Task instructions. Below are the entries; determine how many of their lines contain the string "blocks" and give that figure alone.

(Saved data entries)

○ ○ ○

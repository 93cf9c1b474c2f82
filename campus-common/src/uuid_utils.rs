//! UUID utilities

use uuid::Uuid;

use crate::{Error, Result};

/// Generate a new UUIDv4 record id
pub fn generate() -> Uuid {
    Uuid::new_v4()
}

/// Parse a record id, reporting malformed input as a bad request
pub fn parse(s: &str) -> Result<Uuid> {
    Uuid::parse_str(s).map_err(|_| Error::bad_request(format!("Invalid id: {}", s)))
}

/// Parse an id read back from storage
pub fn parse_stored(column: &str, s: &str) -> Result<Uuid> {
    Uuid::parse_str(s)
        .map_err(|e| Error::Internal(format!("Corrupt {} value {:?}: {}", column, s, e)))
}

#[cfg(test)]
mod tests {
    use super::*;

    #[test]
    fn test_parse_rejects_malformed() {
        assert!(matches!(parse("not-a-uuid"), Err(Error::BadRequest(_))));
    }

    #[test]
    fn test_generate_is_parseable() {
        let id = generate();
        assert_eq!(parse(&id.to_string()).unwrap(), id);
    }
}
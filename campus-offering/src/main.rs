//! campus-offering - course offering service
//!
//! Opens (or creates) the campus database under the resolved root folder and
//! serves the offered-course workflows over HTTP.

use std::net::SocketAddr;
use std::path::PathBuf;
use std::sync::Arc;
use std::time::Duration;

use anyhow::{Context, Result};
use clap::Parser;
use tokio::signal;
use tracing::info;

use campus_common::config::{database_path, resolve_root_folder, TomlConfig, ROOT_FOLDER_ENV};
use campus_common::db::init_database;
use campus_offering::repository::{SqliteCatalog, SqliteOfferedCourses};
use campus_offering::{build_router, AppState, OfferedCourseService, DEFAULT_REQUEST_TIMEOUT};

const DEFAULT_PORT: u16 = 5830;
const DEFAULT_BIND: &str = "127.0.0.1";

/// Command-line arguments for campus-offering
#[derive(Parser, Debug)]
#[command(name = "campus-offering")]
#[command(about = "Course offering service")]
#[command(version)]
struct Args {
    /// Port to listen on
    #[arg(short, long, env = "CAMPUS_OFFERING_PORT")]
    port: Option<u16>,

    /// Address to bind to
    #[arg(short, long)]
    bind: Option<String>,

    /// Root folder holding campus.db (overrides CAMPUS_ROOT_FOLDER)
    #[arg(short, long)]
    root_folder: Option<PathBuf>,

    /// Config file (defaults to the platform config location)
    #[arg(short, long)]
    config: Option<PathBuf>,
}

#[tokio::main]
async fn main() -> Result<()> {
    let args = Args::parse();
    let config = TomlConfig::load_or_default(args.config.as_deref())
        .context("Failed to load configuration")?;

    let log_level = config.log_level.clone().unwrap_or_else(|| "info".to_string());
    tracing_subscriber::fmt()
        .with_env_filter(
            tracing_subscriber::EnvFilter::try_from_default_env().unwrap_or_else(|_| {
                format!("campus_offering={0},campus_common={0},tower_http={0}", log_level).into()
            }),
        )
        .init();

    info!("Starting campus-offering v{}", env!("CARGO_PKG_VERSION"));

    let root_folder = resolve_root_folder(args.root_folder.as_deref(), ROOT_FOLDER_ENV, &config);
    let db_path = database_path(&root_folder);
    info!("Database path: {}", db_path.display());

    let pool = init_database(&db_path)
        .await
        .context("Failed to initialize database")?;

    let service = OfferedCourseService::new(
        Arc::new(SqliteCatalog::new(pool.clone())),
        Arc::new(SqliteOfferedCourses::new(pool.clone())),
    );
    let request_timeout = config
        .request_timeout_secs
        .map(Duration::from_secs)
        .unwrap_or(DEFAULT_REQUEST_TIMEOUT);
    let app = build_router(AppState::new(service), request_timeout);

    let bind = args
        .bind
        .or(config.bind)
        .unwrap_or_else(|| DEFAULT_BIND.to_string());
    let port = args.port.or(config.port).unwrap_or(DEFAULT_PORT);
    let addr: SocketAddr = format!("{}:{}", bind, port)
        .parse()
        .with_context(|| format!("Invalid bind address {}:{}", bind, port))?;

    let listener = tokio::net::TcpListener::bind(addr)
        .await
        .context("Failed to bind to address")?;
    info!("campus-offering listening on http://{}", addr);

    axum::serve(listener, app)
        .with_graceful_shutdown(shutdown_signal())
        .await
        .context("Server error")?;

    pool.close().await;
    info!("Server shutdown complete");
    Ok(())
}

/// Graceful shutdown signal handler
async fn shutdown_signal() {
    let ctrl_c = async {
        signal::ctrl_c()
            .await
            .expect("Failed to install Ctrl+C handler");
    };

    #[cfg(unix)]
    let terminate = async {
        signal::unix::signal(signal::unix::SignalKind::terminate())
            .expect("Failed to install signal handler")
            .recv()
            .await;
    };

    #[cfg(not(unix))]
    let terminate = std::future::pending::<()>();

    tokio::select! {
        _ = ctrl_c => {
            info!("Received Ctrl+C, shutting down");
        },
        _ = terminate => {
            info!("Received terminate signal, shutting down");
        },
    }
}
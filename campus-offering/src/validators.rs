//! Reference validators
//!
//! Each lookup resolves a referenced entity or fails with `Error::NotFound`
//! naming it. None of them write.

use uuid::Uuid;

use campus_common::db::{
    AcademicDepartment, AcademicFaculty, Course, Faculty, RegistrationStatus, SemesterRegistration,
};
use campus_common::{Error, Result};

use crate::repository::{CatalogStore, DepartmentFilter};

pub async fn require_semester_registration(
    catalog: &dyn CatalogStore,
    id: Uuid,
) -> Result<SemesterRegistration> {
    catalog
        .find_semester_registration(id)
        .await?
        .ok_or_else(|| Error::not_found("Semester registration is not found"))
}

pub async fn require_academic_faculty(catalog: &dyn CatalogStore, id: Uuid) -> Result<AcademicFaculty> {
    catalog
        .find_academic_faculty(id)
        .await?
        .ok_or_else(|| Error::not_found("Academic Faculty is not found"))
}

pub async fn require_academic_department(
    catalog: &dyn CatalogStore,
    id: Uuid,
) -> Result<AcademicDepartment> {
    catalog
        .find_academic_department(id)
        .await?
        .ok_or_else(|| Error::not_found("Academic Department is not found"))
}

pub async fn require_course(catalog: &dyn CatalogStore, id: Uuid) -> Result<Course> {
    catalog
        .find_course(id)
        .await?
        .ok_or_else(|| Error::not_found("Course is not found"))
}

pub async fn require_faculty(catalog: &dyn CatalogStore, id: Uuid) -> Result<Faculty> {
    catalog
        .find_faculty(id)
        .await?
        .ok_or_else(|| Error::not_found("Faculty is not found"))
}

/// Fails unless the department is registered under the academic faculty
///
/// An empty match list is a failure.
pub async fn require_department_in_faculty(
    catalog: &dyn CatalogStore,
    department: &AcademicDepartment,
    faculty: &AcademicFaculty,
) -> Result<()> {
    let matches = catalog
        .find_departments(DepartmentFilter {
            id: department.id,
            academic_faculty: faculty.id,
        })
        .await?;

    if matches.is_empty() {
        return Err(Error::bad_request(format!(
            "This {} is not belong to {}",
            department.name, faculty.name
        )));
    }

    Ok(())
}

/// Offered courses can only change while registration has not opened
pub fn require_upcoming(registration: &SemesterRegistration, action: &str) -> Result<()> {
    if registration.status != RegistrationStatus::Upcoming {
        return Err(Error::bad_request(format!(
            "You can not {} this offered course as it is {}",
            action, registration.status
        )));
    }
    Ok(())
}

#[cfg(test)]
mod tests {
    use super::*;
    use crate::repository::MemoryCatalog;
    use chrono::Utc;

    fn registration(status: RegistrationStatus) -> SemesterRegistration {
        SemesterRegistration {
            id: Uuid::new_v4(),
            academic_semester: Uuid::new_v4(),
            status,
            start_date: Utc::now(),
            end_date: Utc::now(),
            min_credit: 3,
            max_credit: 16,
        }
    }

    #[tokio::test]
    async fn test_missing_entities_are_not_found() {
        let catalog = MemoryCatalog::new();
        let id = Uuid::new_v4();

        let err = require_course(&catalog, id).await.unwrap_err();
        assert!(matches!(err, Error::NotFound(ref m) if m == "Course is not found"));

        let err = require_semester_registration(&catalog, id).await.unwrap_err();
        assert!(matches!(err, Error::NotFound(_)));
    }

    #[tokio::test]
    async fn test_department_outside_faculty_is_rejected() {
        let catalog = MemoryCatalog::new();
        let science = AcademicFaculty { id: Uuid::new_v4(), name: "Faculty of Science".into() };
        let arts = AcademicFaculty { id: Uuid::new_v4(), name: "Faculty of Arts".into() };
        let physics = AcademicDepartment {
            id: Uuid::new_v4(),
            name: "Department of Physics".into(),
            academic_faculty: science.id,
        };
        catalog.insert_academic_faculty(science.clone()).await;
        catalog.insert_academic_faculty(arts.clone()).await;
        catalog.insert_academic_department(physics.clone()).await;

        assert!(require_department_in_faculty(&catalog, &physics, &science).await.is_ok());

        let err = require_department_in_faculty(&catalog, &physics, &arts).await.unwrap_err();
        match err {
            Error::BadRequest(msg) => {
                assert!(msg.contains("Department of Physics"));
                assert!(msg.contains("Faculty of Arts"));
            }
            other => panic!("expected BadRequest, got {:?}", other),
        }
    }

    #[test]
    fn test_require_upcoming() {
        assert!(require_upcoming(&registration(RegistrationStatus::Upcoming), "update").is_ok());

        let err = require_upcoming(&registration(RegistrationStatus::Ongoing), "update").unwrap_err();
        assert!(matches!(err, Error::BadRequest(ref m) if m.ends_with("as it is ONGOING")));

        let err = require_upcoming(&registration(RegistrationStatus::Ended), "delete").unwrap_err();
        assert!(matches!(err, Error::BadRequest(ref m) if m.contains("delete")));
    }
}
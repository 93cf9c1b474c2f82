//! Weekly schedule blocks and the instructor availability check

use chrono::NaiveTime;
use serde::{Deserialize, Serialize};
use std::collections::BTreeSet;

use campus_common::db::OfferedCourse;
use campus_common::time::hhmm;
use campus_common::Weekday;

/// A recurring weekly meeting: the days it meets on and its `[start, end)` range
#[derive(Debug, Clone, PartialEq, Eq, Serialize, Deserialize)]
#[serde(rename_all = "camelCase")]
pub struct ScheduleBlock {
    pub days: BTreeSet<Weekday>,
    #[serde(with = "hhmm")]
    pub start_time: NaiveTime,
    #[serde(with = "hhmm")]
    pub end_time: NaiveTime,
}

impl ScheduleBlock {
    pub fn new(days: impl IntoIterator<Item = Weekday>, start_time: NaiveTime, end_time: NaiveTime) -> Self {
        Self {
            days: days.into_iter().collect(),
            start_time,
            end_time,
        }
    }

    pub fn shares_day_with(&self, other: &ScheduleBlock) -> bool {
        !self.days.is_disjoint(&other.days)
    }

    /// Half-open overlap: blocks that only touch at an endpoint do not overlap
    pub fn overlaps_in_time(&self, other: &ScheduleBlock) -> bool {
        self.start_time < other.end_time && other.start_time < self.end_time
    }

    pub fn conflicts_with(&self, other: &ScheduleBlock) -> bool {
        self.shares_day_with(other) && self.overlaps_in_time(other)
    }
}

impl From<&OfferedCourse> for ScheduleBlock {
    fn from(course: &OfferedCourse) -> Self {
        Self {
            days: course.days.clone(),
            start_time: course.start_time,
            end_time: course.end_time,
        }
    }
}

/// True if `candidate` collides with any already-assigned block
pub fn has_time_conflict(existing: &[ScheduleBlock], candidate: &ScheduleBlock) -> bool {
    existing.iter().any(|block| block.conflicts_with(candidate))
}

○ ○ ○

Solution to this problem. 2